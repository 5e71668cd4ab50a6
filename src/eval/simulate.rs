use std::collections::BTreeSet;

use serde::Serialize;
use tracing::{debug, info_span, warn};

use crate::config::AnalyzerConfig;
use crate::eval::combinator::Resolution;
use crate::eval::context::{normalize_row, Dataset, Row, SessionContext};
use crate::eval::error::{EvalError, SimulationError};
use crate::eval::evaluator::Evaluator;
use crate::eval::trilean::Trilean;
use crate::model::{Command, PolicySet, Schema};
use crate::parser::document::SimulationRequestDocument;
use crate::parser::names::normalize_relation_name;
use crate::rules::finding::{Category, Finding, Severity};

/// A validated simulation request.
#[derive(Debug, Clone, Default)]
pub struct SimulationRequest {
    /// Table whose rows are checked.
    pub table: String,
    /// Command being simulated.
    pub command: Option<Command>,
    /// Session under which rows are checked.
    pub context: SessionContext,
    /// Candidate rows of `table`.
    pub rows: Vec<Row>,
    /// Rows of other tables for subqueries.
    pub related: Dataset,
}

impl SimulationRequest {
    /// Validate a request document against the schema.
    pub fn from_document(
        schema: &Schema,
        doc: SimulationRequestDocument,
    ) -> Result<Self, SimulationError> {
        let table = doc
            .table
            .as_deref()
            .map(normalize_relation_name)
            .ok_or(SimulationError::MissingTable)?;
        if schema.table(&table).is_none() {
            return Err(SimulationError::UnknownTable(table));
        }
        let command = match doc.command.as_deref() {
            None => None,
            Some(raw) => Some(raw.parse::<Command>().map_err(SimulationError::InvalidCommand)?),
        };
        let mut context = SessionContext::from_values(&doc.context);
        if let Some(role) = &doc.role {
            context = context.with_role(role);
        }
        let mut related = Dataset::new();
        for (name, rows) in doc.related_rows {
            let name = normalize_relation_name(&name);
            if schema.table(&name).is_none() {
                return Err(SimulationError::UnknownTable(name));
            }
            related.insert(&name, rows);
        }
        Ok(Self {
            table,
            command,
            context,
            rows: doc.candidate_rows.iter().map(normalize_row).collect(),
            related,
        })
    }

    /// Command to simulate; `SELECT` when unspecified.
    pub fn effective_command(&self) -> Command {
        self.command.unwrap_or(Command::Select)
    }
}

/// Verdict for one candidate row.
#[derive(Debug, Clone, PartialEq, Serialize)]
pub struct RowVerdict {
    /// Position in the request.
    pub index: usize,
    /// The row as evaluated.
    pub row: Row,
    /// Combined verdict and per-policy outcomes; absent when evaluation failed.
    #[serde(skip_serializing_if = "Option::is_none")]
    pub resolution: Option<Resolution>,
    /// Evaluation failure for this row.
    #[serde(skip_serializing_if = "Option::is_none")]
    pub error: Option<String>,
}

impl RowVerdict {
    /// Final truth value; failed rows count as `Unknown`.
    pub fn verdict(&self) -> Trilean {
        self.resolution
            .as_ref()
            .map_or(Trilean::Unknown, |r| r.verdict)
    }
}

/// Outcome of a simulation run.
#[derive(Debug, Clone, PartialEq, Serialize)]
pub struct SimulationResult {
    /// Simulated table.
    pub table: String,
    /// Simulated command.
    pub command: Command,
    /// Session as `k=v,...`.
    pub context: String,
    /// Active role.
    #[serde(skip_serializing_if = "Option::is_none")]
    pub role: Option<String>,
    /// One entry per candidate row.
    pub rows: Vec<RowVerdict>,
    /// Runtime problems, one per distinct failure.
    pub findings: Vec<Finding>,
}

impl SimulationResult {
    /// Number of rows whose verdict is `True`.
    pub fn granted(&self) -> usize {
        self.rows.iter().filter(|r| r.verdict().is_true()).count()
    }
}

/// Evaluate every candidate row. A failing row is recorded with its error
/// instead of aborting the run; cycles and depth overruns also become
/// `RuntimeCycle` findings.
pub fn simulate(
    policies: &PolicySet,
    request: &SimulationRequest,
    config: &AnalyzerConfig,
) -> SimulationResult {
    let command = request.effective_command();
    let span = info_span!("simulate", table = %request.table, %command);
    let _guard = span.enter();

    let evaluator = Evaluator::new(policies, &request.related, &request.context)
        .with_max_depth(config.max_depth);
    let reproduction = request.context.to_assignments();
    let involved: Vec<String> = policies
        .applicable(&request.table, command, request.context.role())
        .into_iter()
        .map(|p| p.name.clone())
        .collect();

    let mut rows = Vec::with_capacity(request.rows.len());
    let mut findings = Vec::new();
    let mut seen_errors = BTreeSet::new();
    for (index, row) in request.rows.iter().enumerate() {
        match evaluator.resolve_command(&request.table, command, row) {
            Ok(resolution) => {
                debug!(index, verdict = %resolution.verdict, "row evaluated");
                rows.push(RowVerdict {
                    index,
                    row: row.clone(),
                    resolution: Some(resolution),
                    error: None,
                });
            }
            Err(err) => {
                let message = err.to_string();
                warn!(index, error = %message, "row evaluation failed");
                let recursion = matches!(
                    err,
                    EvalError::CycleDetectedAtRuntime { .. } | EvalError::DepthExceeded { .. }
                );
                if recursion && seen_errors.insert(message.clone()) {
                    findings.push(
                        Finding::new(
                            Category::RuntimeCycle,
                            Severity::High,
                            request.table.clone(),
                            involved.clone(),
                            format!("{command} on `{}` cannot be evaluated: {message}", request.table),
                        )
                        .with_reproduction(reproduction.clone())
                        .with_counterexample(row.clone()),
                    );
                }
                rows.push(RowVerdict {
                    index,
                    row: row.clone(),
                    resolution: None,
                    error: Some(message),
                });
            }
        }
    }

    SimulationResult {
        table: request.table.clone(),
        command,
        context: reproduction,
        role: request.context.role().map(str::to_string),
        rows,
        findings,
    }
}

- Assigned task
Please reproduce all of the entries exactly as they stand.

- Solution for this problem
repository 5e71668cd4ab50a6
filename src/eval/simulate.rs
use std::collections::BTreeSet;

use serde::Serialize;
use tracing::{debug, info_span, warn};

use crate::config::AnalyzerConfig;
use crate::eval::combinator::Resolution;
use crate::eval::context::{normalize_row, Dataset, Row, SessionContext};
use crate::eval::error::{EvalError, SimulationError};
use crate::eval::evaluator::Evaluator;
use crate::eval::trilean::Trilean;
use crate::model::{Command, PolicySet, Schema};
use crate::parser::document::SimulationRequestDocument;
use crate::parser::names::normalize_relation_name;
use crate::rules::finding::{Category, Finding, Severity};

/// A validated simulation request.
#[derive(Debug, Clone, Default)]
pub struct SimulationRequest {
    /// Table whose rows are checked.
    pub table: String,
    /// Command being simulated.
    pub command: Option<Command>,
    /// Session under which rows are checked.
    pub context: SessionContext,
    /// Candidate rows of `table`.
    pub rows: Vec<Row>,
    /// Rows of other tables for subqueries.
    pub related: Dataset,
}

impl SimulationRequest {
    /// Validate a request document against the schema.
    pub fn from_document(
        schema: &Schema,
        doc: SimulationRequestDocument,
    ) -> Result<Self, SimulationError> {
        let table = doc
            .table
            .as_deref()
            .map(normalize_relation_name)
            .ok_or(SimulationError::MissingTable)?;
        if schema.table(&table).is_none() {
            return Err(SimulationError::UnknownTable(table));
        }
        let command = match doc.command.as_deref() {
            None => None,
            Some(raw) => Some(raw.parse::<Command>().map_err(SimulationError::InvalidCommand)?),
        };
        let mut context = SessionContext::from_values(&doc.context);
        if let Some(role) = &doc.role {
            context = context.with_role(role);
        }
        let mut related = Dataset::new();
        for (name, rows) in doc.related_rows {
            let name = normalize_relation_name(&name);
            if schema.table(&name).is_none() {
                return Err(SimulationError::UnknownTable(name));
            }
            related.insert(&name, rows);
        }
        Ok(Self {
            table,
            command,
            context,
            rows: doc.candidate_rows.iter().map(normalize_row).collect(),
            related,
        })
    }

    /// Command to simulate; `SELECT` when unspecified.
    pub fn effective_command(&self) -> Command {
        self.command.unwrap_or(Command::Select)
    }
}

/// Verdict for one candidate row.
#[derive(Debug, Clone, PartialEq, Serialize)]
pub struct RowVerdict {
    /// Position in the request.
    pub index: usize,
    /// The row as evaluated.
    pub row: Row,
    /// Combined verdict and per-policy outcomes; absent when evaluation failed.
    #[serde(skip_serializing_if = "Option::is_none")]
    pub resolution: Option<Resolution>,
    /// Evaluation failure for this row.
    #[serde(skip_serializing_if = "Option::is_none")]
    pub error: Option<String>,
}

impl RowVerdict {
    /// Final truth value; failed rows count as `Unknown`.
    pub fn verdict(&self) -> Trilean {
        self.resolution
            .as_ref()
            .map_or(Trilean::Unknown, |r| r.verdict)
    }
}

/// Outcome of a simulation run.
#[derive(Debug, Clone, PartialEq, Serialize)]
pub struct SimulationResult {
    /// Simulated table.
    pub table: String,
    /// Simulated command.
    pub command: Command,
    /// Session as `k=v,...`.
    pub context: String,
    /// Active role.
    #[serde(skip_serializing_if = "Option::is_none")]
    pub role: Option<String>,
    /// One entry per candidate row.
    pub rows: Vec<RowVerdict>,
    /// Runtime problems, one per distinct failure.
    pub findings: Vec<Finding>,
}

impl SimulationResult {
    /// Number of rows whose verdict is `True`.
    pub fn granted(&self) -> usize {
        self.rows.iter().filter(|r| r.verdict().is_true()).count()
    }
}

/// Evaluate every candidate row. A failing row is recorded with its error
/// instead of aborting the run; cycles and depth overruns also become
/// `RuntimeCycle` findings.
pub fn simulate(
    policies: &PolicySet,
    request: &SimulationRequest,
    config: &AnalyzerConfig,
) -> SimulationResult {
    let command = request.effective_command();
    let span = info_span!("simulate", table = %request.table, %command);
    let _guard = span.enter();

    let evaluator = Evaluator::new(policies, &request.related, &request.context)
        .with_max_depth(config.max_depth);
    let reproduction = request.context.to_assignments();
    let involved: Vec<String> = policies
        .applicable(&request.table, command, request.context.role())
        .into_iter()
        .map(|p| p.name.clone())
        .collect();

    let mut rows = Vec::with_capacity(request.rows.len());
    let mut findings = Vec::new();
    let mut seen_errors = BTreeSet::new();
    for (index, row) in request.rows.iter().enumerate() {
        match evaluator.resolve_command(&request.table, command, row) {
            Ok(resolution) => {
                debug!(index, verdict = %resolution.verdict, "row evaluated");
                rows.push(RowVerdict {
                    index,
                    row: row.clone(),
                    resolution: Some(resolution),
                    error: None,
                });
            }
            Err(err) => {
                let message = err.to_string();
                warn!(index, error = %message, "row evaluation failed");
                let recursion = matches!(
                    err,
                    EvalError::CycleDetectedAtRuntime { .. } | EvalError::DepthExceeded { .. }
                );
                if recursion && seen_errors.insert(message.clone()) {
                    findings.push(
                        Finding::new(
                            Category::RuntimeCycle,
                            Severity::High,
                            request.table.clone(),
                            involved.clone(),
                            format!("{command} on `{}` cannot be evaluated: {message}", request.table),
                        )
                        .with_reproduction(reproduction.clone())
                        .with_counterexample(row.clone()),
                    );
                }
                rows.push(RowVerdict {
                    index,
                    row: row.clone(),
                    resolution: None,
                    error: Some(message),
                });
            }
        }
    }

    SimulationResult {
        table: request.table.clone(),
        command,
        context: reproduction,
        role: request.context.role().map(str::to_string),
        rows,
        findings,
    }
}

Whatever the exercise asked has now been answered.